• _Exercise aim_: After locating the line with "out.set_color(ColorSpec::new().set_fg(Some(Color::Red)))?;" in the data that follows, return it and every later line exactly, up to and including the line with "fn write_path<W: WriteColor>(out: &mut".

• _Extracted records_:
****************************************
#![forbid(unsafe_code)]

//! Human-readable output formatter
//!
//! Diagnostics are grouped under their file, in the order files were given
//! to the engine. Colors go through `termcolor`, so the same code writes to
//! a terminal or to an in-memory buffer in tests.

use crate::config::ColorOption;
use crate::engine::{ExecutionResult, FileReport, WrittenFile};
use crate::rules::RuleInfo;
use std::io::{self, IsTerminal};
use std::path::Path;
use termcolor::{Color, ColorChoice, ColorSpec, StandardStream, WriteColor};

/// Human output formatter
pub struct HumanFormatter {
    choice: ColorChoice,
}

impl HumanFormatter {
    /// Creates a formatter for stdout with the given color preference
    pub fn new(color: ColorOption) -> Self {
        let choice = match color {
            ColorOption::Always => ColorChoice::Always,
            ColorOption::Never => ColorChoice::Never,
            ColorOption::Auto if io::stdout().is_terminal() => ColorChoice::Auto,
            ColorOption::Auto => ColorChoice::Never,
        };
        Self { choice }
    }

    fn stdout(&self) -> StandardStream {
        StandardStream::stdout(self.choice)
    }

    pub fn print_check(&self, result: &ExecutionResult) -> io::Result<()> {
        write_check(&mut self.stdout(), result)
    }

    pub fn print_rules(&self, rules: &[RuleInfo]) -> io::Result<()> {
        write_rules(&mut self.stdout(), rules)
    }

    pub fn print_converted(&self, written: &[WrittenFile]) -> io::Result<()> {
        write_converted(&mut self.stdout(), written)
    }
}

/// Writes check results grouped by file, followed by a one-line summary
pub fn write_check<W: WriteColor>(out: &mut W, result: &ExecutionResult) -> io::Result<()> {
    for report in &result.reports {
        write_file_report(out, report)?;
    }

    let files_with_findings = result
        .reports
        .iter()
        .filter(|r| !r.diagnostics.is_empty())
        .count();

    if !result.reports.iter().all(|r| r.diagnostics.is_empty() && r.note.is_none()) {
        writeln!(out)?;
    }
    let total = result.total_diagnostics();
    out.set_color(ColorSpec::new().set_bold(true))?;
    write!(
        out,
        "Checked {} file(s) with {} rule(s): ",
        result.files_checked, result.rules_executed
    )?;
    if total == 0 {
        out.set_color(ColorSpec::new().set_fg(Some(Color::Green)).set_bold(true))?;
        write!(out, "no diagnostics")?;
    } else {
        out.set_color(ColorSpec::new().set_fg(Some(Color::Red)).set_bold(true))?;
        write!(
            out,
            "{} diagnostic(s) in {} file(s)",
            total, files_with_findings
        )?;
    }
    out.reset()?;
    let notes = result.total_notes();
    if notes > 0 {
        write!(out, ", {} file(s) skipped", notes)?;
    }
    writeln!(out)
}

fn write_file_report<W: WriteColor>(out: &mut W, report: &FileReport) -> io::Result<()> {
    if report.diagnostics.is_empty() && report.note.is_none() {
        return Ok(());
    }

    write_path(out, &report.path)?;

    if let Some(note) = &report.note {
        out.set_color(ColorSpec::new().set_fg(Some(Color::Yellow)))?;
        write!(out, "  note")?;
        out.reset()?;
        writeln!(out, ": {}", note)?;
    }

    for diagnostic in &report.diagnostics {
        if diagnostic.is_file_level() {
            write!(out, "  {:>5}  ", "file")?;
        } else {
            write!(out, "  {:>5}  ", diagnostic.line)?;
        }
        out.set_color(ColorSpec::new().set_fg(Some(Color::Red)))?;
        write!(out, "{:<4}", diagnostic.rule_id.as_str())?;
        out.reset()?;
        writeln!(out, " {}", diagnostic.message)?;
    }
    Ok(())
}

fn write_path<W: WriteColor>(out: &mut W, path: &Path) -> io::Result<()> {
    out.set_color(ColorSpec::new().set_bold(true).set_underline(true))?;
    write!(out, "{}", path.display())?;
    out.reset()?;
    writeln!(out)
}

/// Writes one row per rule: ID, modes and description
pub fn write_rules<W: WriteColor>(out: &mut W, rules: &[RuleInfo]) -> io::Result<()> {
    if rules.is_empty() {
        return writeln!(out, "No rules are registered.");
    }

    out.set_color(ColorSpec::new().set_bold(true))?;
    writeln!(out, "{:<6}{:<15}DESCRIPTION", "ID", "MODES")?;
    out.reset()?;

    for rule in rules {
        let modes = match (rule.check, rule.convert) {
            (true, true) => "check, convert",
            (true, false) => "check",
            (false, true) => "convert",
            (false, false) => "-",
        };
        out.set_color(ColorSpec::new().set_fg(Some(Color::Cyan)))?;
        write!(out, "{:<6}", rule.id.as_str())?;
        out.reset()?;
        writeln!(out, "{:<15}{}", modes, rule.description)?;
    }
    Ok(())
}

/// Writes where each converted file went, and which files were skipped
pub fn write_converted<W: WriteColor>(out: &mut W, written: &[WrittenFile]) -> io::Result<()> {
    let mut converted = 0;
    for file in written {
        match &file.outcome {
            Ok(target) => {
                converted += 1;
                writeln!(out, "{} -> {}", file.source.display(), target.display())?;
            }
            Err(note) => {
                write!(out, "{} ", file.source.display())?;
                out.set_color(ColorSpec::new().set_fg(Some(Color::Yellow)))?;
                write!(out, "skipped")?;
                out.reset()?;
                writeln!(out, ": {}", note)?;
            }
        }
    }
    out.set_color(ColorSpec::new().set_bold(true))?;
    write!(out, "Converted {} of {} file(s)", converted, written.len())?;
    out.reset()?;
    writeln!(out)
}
****************************************
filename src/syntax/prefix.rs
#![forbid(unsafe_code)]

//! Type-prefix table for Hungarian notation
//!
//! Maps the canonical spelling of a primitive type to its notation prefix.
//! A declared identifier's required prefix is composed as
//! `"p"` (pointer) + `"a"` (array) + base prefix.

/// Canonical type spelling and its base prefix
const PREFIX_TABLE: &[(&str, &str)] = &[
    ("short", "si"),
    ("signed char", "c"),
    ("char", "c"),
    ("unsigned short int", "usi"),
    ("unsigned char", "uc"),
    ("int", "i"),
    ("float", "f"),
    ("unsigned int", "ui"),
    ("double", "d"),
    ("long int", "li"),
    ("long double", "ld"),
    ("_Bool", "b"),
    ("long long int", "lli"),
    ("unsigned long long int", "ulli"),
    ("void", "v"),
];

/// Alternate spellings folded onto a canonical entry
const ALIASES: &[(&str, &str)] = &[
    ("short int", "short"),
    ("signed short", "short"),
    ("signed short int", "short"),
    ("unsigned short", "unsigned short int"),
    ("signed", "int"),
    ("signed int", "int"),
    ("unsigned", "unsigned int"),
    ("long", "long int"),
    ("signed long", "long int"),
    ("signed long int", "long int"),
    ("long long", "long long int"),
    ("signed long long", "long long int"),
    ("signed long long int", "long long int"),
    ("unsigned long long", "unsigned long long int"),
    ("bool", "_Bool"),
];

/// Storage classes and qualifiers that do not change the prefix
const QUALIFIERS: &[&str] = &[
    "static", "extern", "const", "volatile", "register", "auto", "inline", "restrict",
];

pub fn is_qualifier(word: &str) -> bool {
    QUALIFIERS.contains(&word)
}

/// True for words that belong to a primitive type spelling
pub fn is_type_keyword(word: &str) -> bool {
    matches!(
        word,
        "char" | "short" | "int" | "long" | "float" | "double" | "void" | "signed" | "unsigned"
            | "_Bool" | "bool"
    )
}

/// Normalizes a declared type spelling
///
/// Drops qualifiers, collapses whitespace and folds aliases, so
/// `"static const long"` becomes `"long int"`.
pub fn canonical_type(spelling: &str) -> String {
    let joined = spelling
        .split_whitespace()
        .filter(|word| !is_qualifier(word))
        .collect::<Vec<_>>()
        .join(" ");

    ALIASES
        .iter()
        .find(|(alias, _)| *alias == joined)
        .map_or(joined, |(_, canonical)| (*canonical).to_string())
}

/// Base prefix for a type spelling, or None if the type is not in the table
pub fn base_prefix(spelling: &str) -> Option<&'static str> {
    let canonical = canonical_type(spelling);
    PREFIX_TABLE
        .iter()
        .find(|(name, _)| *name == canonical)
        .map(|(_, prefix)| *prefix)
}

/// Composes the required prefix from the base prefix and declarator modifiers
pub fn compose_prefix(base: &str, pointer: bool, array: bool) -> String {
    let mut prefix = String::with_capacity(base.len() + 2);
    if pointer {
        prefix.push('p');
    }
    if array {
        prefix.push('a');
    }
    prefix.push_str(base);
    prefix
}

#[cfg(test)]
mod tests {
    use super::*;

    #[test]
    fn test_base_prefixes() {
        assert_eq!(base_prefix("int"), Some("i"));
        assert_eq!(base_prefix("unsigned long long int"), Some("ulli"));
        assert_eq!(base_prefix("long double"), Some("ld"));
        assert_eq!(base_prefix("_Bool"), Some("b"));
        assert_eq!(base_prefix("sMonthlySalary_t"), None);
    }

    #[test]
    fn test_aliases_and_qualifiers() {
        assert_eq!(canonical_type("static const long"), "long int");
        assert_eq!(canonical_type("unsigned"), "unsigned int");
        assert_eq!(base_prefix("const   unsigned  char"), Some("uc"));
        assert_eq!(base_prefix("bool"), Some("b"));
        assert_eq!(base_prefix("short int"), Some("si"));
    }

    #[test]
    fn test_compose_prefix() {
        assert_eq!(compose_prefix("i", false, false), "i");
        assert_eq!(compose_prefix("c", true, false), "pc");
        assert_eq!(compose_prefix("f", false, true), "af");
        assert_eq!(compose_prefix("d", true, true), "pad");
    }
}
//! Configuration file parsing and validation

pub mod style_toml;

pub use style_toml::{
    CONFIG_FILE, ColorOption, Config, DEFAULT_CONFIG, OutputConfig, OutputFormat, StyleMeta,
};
****************************************
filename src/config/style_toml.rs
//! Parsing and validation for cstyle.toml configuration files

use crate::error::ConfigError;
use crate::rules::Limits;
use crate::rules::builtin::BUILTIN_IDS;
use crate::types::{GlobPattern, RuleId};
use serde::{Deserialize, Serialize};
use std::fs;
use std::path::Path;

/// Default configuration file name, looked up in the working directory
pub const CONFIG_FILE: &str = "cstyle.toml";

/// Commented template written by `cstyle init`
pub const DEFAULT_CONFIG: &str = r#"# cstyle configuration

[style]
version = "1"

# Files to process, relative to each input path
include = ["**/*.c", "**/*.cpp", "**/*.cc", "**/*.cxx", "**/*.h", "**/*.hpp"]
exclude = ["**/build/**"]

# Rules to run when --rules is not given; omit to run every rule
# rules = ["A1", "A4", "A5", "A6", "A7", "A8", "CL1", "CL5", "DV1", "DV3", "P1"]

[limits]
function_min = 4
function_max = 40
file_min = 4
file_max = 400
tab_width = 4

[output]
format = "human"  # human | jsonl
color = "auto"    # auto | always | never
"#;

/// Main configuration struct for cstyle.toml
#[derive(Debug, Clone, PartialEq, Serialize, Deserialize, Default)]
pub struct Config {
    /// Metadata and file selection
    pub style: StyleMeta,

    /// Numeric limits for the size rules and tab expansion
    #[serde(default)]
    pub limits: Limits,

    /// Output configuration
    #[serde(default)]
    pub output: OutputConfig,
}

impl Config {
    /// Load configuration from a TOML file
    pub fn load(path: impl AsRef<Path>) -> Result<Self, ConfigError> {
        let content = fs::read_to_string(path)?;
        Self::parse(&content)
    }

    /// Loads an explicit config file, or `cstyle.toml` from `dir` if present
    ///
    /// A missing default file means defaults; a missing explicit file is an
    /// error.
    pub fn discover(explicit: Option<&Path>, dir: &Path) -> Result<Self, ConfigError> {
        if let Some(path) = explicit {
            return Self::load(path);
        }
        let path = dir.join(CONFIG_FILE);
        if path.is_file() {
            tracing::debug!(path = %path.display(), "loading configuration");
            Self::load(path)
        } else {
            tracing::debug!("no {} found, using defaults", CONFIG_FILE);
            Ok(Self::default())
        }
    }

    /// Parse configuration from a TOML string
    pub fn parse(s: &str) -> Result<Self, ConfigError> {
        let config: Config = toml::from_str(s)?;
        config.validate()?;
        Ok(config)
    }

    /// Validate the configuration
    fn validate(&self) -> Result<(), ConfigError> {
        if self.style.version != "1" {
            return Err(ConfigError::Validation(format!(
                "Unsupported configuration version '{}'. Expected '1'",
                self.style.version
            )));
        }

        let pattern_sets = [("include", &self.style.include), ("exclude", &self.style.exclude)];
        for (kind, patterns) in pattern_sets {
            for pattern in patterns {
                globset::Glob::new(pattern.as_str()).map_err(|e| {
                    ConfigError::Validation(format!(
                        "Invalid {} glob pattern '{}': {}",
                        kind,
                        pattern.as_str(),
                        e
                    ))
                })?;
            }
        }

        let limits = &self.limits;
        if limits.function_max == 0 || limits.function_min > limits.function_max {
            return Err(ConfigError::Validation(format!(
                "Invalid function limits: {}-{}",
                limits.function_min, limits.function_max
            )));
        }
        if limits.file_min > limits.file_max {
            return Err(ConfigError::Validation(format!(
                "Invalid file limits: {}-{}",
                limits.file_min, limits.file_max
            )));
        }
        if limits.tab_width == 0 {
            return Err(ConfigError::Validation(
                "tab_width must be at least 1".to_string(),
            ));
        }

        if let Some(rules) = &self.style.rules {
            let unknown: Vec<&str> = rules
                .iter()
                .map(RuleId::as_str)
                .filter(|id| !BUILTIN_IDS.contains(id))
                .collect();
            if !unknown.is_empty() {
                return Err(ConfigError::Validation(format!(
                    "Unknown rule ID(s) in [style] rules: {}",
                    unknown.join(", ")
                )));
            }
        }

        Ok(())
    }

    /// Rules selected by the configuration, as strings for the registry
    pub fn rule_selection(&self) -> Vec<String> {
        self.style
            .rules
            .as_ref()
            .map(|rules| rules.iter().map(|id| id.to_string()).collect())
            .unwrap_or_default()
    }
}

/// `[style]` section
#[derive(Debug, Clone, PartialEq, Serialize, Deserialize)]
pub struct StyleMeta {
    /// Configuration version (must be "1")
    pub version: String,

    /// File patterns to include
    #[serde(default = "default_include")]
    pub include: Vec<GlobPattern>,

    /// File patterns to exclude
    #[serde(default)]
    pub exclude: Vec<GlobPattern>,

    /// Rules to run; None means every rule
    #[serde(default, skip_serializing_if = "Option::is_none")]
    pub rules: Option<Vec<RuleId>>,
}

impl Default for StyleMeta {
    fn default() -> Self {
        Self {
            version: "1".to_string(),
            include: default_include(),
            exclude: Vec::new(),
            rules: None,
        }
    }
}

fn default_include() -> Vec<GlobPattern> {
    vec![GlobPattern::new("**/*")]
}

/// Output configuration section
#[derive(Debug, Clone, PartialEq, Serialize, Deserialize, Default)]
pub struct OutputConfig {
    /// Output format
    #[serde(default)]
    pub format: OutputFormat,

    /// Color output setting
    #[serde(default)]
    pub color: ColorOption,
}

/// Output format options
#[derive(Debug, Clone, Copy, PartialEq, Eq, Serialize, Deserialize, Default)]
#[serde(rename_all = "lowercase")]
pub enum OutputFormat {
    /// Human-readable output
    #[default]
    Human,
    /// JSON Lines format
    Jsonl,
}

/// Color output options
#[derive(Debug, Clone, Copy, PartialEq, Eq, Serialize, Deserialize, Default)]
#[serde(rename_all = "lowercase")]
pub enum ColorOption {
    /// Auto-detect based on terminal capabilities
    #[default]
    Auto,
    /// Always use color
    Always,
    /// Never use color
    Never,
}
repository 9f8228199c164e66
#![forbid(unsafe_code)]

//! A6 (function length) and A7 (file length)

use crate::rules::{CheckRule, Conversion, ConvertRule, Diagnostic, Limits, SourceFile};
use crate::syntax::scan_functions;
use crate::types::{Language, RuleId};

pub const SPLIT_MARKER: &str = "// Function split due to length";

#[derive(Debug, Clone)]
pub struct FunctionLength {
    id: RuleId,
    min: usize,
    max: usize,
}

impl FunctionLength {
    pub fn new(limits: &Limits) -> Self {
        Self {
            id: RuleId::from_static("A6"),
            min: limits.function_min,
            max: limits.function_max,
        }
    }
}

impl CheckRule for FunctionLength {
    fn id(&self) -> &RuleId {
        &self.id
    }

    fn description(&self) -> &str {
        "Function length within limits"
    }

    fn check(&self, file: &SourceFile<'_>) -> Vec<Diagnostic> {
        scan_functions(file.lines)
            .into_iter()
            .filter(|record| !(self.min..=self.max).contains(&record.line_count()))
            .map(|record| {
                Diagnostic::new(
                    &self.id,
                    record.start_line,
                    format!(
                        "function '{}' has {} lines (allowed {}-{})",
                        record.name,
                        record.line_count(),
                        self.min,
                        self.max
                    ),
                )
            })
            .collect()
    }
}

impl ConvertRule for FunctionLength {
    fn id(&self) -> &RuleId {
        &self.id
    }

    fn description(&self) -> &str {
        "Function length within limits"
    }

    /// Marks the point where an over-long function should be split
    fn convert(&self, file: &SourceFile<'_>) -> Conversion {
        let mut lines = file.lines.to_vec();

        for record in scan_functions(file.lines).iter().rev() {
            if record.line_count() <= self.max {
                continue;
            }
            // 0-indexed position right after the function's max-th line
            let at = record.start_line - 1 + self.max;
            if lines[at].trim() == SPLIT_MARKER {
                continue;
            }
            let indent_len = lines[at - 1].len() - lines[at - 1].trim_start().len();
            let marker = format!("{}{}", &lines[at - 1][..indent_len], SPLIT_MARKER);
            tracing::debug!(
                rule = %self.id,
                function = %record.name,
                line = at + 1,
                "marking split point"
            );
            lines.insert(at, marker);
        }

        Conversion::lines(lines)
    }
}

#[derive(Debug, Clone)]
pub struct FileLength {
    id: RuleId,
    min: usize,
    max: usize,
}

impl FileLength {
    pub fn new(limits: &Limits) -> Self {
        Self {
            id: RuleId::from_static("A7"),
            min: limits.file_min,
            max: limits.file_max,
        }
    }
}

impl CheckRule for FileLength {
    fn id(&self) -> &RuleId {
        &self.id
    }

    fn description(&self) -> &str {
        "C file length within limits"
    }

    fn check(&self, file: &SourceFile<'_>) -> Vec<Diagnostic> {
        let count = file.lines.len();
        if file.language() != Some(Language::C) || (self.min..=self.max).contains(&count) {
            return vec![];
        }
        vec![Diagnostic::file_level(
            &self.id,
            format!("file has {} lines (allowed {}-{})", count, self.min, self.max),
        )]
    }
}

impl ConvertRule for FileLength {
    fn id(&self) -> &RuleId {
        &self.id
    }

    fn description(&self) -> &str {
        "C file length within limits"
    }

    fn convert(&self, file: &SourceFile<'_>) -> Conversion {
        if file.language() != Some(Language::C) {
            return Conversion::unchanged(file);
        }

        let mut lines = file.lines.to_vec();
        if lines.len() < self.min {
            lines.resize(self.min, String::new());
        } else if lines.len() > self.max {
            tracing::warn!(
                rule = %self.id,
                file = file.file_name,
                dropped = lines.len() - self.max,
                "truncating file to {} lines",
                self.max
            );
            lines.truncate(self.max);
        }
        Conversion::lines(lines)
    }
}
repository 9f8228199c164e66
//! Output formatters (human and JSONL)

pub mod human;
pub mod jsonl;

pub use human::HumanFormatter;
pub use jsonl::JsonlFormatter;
****************************************
• _Reply to the task_:
        out.set_color(ColorSpec::new().set_fg(Some(Color::Red)))?;
        write!(out, "{:<4}", diagnostic.rule_id.as_str())?;
        out.reset()?;
        writeln!(out, " {}", diagnostic.message)?;
    }
    Ok(())
}

fn write_path<W: WriteColor>(out: &mut W, path: &Path) -> io::Result<()> {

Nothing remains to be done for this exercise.